Exercise objective: Isolate every line in the records below with "failure" in it.

# # # # #

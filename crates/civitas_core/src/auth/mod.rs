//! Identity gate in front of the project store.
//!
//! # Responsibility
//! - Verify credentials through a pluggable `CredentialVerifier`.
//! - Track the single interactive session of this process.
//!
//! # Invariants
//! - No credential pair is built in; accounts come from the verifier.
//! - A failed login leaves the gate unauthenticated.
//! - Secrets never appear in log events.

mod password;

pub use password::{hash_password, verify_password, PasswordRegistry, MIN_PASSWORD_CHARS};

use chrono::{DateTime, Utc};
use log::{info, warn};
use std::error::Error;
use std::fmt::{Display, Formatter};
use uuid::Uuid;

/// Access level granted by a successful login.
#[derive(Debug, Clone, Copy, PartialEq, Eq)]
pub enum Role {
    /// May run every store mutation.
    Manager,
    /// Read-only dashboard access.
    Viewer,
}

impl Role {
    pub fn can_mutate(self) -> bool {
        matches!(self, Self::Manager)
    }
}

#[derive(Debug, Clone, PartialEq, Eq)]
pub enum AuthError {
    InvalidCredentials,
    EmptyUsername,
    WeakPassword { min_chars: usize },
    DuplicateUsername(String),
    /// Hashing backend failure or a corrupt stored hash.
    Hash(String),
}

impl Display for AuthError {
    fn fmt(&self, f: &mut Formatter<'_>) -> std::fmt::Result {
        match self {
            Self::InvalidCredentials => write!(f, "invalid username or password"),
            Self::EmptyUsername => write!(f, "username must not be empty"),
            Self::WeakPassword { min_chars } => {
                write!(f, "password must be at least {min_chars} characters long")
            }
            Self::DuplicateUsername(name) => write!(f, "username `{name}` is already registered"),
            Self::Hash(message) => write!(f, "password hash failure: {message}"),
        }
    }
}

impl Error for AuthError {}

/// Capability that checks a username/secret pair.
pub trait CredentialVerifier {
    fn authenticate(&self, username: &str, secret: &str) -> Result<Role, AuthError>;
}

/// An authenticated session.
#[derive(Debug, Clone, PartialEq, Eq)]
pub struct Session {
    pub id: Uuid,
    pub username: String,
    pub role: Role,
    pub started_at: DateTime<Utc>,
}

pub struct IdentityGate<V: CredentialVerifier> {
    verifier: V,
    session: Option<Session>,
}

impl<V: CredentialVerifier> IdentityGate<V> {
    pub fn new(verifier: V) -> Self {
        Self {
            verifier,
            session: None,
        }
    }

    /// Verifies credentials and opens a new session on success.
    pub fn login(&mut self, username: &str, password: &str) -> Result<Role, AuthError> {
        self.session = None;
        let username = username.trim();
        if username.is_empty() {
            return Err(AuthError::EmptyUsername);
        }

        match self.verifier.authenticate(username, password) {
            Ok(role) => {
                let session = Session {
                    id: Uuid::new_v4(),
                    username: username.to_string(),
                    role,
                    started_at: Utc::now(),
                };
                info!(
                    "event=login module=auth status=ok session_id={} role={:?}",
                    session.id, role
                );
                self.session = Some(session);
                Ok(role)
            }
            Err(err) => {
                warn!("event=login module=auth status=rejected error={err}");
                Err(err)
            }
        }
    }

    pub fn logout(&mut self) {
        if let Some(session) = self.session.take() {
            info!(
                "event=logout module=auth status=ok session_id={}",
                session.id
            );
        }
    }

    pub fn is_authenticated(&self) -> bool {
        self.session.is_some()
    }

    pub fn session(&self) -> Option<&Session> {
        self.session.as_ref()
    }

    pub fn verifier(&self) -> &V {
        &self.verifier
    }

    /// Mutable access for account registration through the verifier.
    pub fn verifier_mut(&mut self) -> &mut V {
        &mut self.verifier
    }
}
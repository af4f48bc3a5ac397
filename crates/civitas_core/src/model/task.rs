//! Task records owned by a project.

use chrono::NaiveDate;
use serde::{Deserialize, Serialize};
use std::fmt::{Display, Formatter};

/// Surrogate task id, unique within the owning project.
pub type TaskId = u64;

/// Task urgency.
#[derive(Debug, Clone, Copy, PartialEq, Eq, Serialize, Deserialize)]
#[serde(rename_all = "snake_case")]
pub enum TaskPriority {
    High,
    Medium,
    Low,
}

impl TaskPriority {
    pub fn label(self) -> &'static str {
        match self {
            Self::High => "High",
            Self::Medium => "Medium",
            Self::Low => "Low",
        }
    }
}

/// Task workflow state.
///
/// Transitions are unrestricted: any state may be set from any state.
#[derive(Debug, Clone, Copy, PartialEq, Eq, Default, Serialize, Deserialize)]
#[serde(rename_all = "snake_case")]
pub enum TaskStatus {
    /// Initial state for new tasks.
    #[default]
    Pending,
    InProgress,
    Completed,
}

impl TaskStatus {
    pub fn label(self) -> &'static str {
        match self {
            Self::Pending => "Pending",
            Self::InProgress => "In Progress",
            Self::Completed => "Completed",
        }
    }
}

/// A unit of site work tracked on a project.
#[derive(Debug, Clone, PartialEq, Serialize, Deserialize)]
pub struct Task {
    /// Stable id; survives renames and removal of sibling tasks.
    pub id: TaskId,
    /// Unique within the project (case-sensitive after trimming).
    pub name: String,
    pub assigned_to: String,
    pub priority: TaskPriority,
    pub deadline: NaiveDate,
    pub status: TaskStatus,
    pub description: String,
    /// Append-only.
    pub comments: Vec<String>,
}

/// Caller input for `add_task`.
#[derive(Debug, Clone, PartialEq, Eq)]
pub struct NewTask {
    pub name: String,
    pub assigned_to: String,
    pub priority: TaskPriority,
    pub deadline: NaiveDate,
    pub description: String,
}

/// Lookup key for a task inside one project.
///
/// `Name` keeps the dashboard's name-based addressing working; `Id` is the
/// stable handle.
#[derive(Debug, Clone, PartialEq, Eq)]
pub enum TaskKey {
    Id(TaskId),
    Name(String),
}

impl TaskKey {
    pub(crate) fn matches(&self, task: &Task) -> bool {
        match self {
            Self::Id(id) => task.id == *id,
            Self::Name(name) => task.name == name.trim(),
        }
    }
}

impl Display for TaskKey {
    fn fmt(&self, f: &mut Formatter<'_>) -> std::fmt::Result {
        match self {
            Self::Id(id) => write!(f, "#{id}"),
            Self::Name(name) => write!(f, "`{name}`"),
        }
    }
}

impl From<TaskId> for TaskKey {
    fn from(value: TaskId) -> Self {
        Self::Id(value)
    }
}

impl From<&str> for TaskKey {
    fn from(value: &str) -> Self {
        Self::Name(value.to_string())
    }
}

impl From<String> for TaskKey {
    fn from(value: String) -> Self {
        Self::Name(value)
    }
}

# # # # #

Written reply:
    /// Hashing backend failure or a corrupt stored hash.
            Self::Hash(message) => write!(f, "password hash failure: {message}"),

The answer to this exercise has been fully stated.